◆ **Task item**: Go through the material under this sentence. Return every line holding "CurrentBlock".

========

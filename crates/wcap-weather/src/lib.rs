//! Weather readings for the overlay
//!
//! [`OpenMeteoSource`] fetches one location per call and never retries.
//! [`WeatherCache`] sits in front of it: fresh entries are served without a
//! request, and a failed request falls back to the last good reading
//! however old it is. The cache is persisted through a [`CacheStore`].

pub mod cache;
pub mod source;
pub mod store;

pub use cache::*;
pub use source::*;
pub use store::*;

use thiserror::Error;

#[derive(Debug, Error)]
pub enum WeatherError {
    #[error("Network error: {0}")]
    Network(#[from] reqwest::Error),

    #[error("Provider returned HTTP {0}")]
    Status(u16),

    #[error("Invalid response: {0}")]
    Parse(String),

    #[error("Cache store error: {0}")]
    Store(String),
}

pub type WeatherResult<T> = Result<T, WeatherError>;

========

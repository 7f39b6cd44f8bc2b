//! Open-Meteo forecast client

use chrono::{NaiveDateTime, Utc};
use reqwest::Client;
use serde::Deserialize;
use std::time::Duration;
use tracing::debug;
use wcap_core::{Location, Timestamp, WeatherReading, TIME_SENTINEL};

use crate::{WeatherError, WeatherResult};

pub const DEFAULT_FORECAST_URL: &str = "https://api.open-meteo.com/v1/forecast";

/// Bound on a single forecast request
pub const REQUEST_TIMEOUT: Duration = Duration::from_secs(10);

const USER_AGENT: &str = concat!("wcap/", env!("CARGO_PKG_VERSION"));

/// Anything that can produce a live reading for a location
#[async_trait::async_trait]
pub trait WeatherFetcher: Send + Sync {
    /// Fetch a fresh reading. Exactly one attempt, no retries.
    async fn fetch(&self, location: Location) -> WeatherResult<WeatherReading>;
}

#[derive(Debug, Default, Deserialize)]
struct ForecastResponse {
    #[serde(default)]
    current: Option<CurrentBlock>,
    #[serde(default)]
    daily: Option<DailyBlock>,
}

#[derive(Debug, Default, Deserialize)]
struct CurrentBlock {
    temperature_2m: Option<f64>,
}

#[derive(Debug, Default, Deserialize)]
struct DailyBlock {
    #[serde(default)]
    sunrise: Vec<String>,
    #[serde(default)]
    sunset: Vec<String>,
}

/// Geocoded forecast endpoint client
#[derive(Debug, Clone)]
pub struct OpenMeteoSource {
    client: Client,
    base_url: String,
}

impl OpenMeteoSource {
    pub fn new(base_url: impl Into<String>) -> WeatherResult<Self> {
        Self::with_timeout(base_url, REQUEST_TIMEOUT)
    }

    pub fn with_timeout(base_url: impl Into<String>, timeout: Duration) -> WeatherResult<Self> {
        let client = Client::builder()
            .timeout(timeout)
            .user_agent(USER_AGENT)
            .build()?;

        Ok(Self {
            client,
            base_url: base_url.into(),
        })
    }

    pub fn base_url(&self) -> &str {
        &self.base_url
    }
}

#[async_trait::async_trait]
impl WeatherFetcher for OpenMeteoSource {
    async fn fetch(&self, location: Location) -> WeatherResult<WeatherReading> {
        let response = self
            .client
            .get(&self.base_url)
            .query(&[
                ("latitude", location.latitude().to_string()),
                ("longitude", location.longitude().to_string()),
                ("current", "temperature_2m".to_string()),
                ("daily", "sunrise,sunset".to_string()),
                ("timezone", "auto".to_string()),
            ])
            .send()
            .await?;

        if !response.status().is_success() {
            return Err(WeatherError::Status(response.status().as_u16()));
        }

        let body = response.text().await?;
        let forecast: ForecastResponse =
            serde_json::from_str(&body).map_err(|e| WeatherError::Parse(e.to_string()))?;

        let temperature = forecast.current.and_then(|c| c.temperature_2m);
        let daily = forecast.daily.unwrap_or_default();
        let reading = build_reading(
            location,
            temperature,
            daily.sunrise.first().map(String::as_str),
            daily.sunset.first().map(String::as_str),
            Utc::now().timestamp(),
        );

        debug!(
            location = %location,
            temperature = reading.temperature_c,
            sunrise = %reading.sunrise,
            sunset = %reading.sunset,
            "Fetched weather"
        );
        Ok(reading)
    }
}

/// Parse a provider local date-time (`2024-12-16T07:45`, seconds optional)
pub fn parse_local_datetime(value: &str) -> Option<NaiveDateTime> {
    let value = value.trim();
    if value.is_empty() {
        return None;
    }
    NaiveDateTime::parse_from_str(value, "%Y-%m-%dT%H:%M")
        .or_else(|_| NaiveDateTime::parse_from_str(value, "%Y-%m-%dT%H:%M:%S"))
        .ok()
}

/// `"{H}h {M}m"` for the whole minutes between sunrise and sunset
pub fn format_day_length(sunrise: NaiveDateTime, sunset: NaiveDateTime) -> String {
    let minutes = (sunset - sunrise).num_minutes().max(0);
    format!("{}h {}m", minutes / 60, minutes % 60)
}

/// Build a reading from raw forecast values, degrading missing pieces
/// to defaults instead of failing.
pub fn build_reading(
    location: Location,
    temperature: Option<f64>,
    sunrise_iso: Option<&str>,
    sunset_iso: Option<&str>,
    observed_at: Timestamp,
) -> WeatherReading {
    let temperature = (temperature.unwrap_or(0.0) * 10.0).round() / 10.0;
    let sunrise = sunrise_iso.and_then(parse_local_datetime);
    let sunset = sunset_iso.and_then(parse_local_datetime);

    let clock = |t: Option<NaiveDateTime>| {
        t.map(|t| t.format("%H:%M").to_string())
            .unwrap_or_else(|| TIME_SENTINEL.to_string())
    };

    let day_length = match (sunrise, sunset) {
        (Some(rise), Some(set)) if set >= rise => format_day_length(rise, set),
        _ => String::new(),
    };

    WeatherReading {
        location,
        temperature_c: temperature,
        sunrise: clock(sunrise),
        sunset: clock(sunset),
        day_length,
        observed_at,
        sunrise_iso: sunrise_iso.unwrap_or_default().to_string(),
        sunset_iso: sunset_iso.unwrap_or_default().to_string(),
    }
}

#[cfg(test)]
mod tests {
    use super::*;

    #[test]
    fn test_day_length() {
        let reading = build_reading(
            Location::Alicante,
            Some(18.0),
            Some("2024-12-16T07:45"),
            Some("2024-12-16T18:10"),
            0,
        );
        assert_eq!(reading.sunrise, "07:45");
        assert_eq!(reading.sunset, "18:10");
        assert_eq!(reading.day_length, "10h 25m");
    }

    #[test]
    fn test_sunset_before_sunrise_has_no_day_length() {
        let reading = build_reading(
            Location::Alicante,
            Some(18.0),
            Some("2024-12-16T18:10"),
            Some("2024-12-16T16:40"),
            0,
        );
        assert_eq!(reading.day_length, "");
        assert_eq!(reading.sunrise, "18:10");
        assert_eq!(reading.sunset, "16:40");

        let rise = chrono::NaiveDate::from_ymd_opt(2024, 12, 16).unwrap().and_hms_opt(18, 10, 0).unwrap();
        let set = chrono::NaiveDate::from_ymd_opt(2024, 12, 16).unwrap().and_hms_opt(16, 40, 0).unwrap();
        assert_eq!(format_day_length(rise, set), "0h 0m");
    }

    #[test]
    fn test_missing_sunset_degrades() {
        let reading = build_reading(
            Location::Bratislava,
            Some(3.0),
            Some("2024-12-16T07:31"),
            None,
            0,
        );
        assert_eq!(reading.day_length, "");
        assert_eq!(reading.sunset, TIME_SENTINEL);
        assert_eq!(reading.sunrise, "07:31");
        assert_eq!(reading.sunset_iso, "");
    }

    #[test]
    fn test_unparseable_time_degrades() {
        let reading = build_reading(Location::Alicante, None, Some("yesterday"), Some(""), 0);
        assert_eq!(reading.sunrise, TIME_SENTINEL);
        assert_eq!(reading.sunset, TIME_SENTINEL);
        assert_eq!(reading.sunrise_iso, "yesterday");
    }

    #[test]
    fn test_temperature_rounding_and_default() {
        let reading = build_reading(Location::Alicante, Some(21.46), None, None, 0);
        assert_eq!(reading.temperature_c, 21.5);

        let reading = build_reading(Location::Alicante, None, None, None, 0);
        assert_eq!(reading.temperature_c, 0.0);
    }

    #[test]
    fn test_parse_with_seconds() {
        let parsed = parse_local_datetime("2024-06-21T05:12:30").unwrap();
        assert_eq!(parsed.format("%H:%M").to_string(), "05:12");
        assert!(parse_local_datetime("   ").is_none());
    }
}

========

◆ **Exercise solution**:
    current: Option<CurrentBlock>,
struct CurrentBlock {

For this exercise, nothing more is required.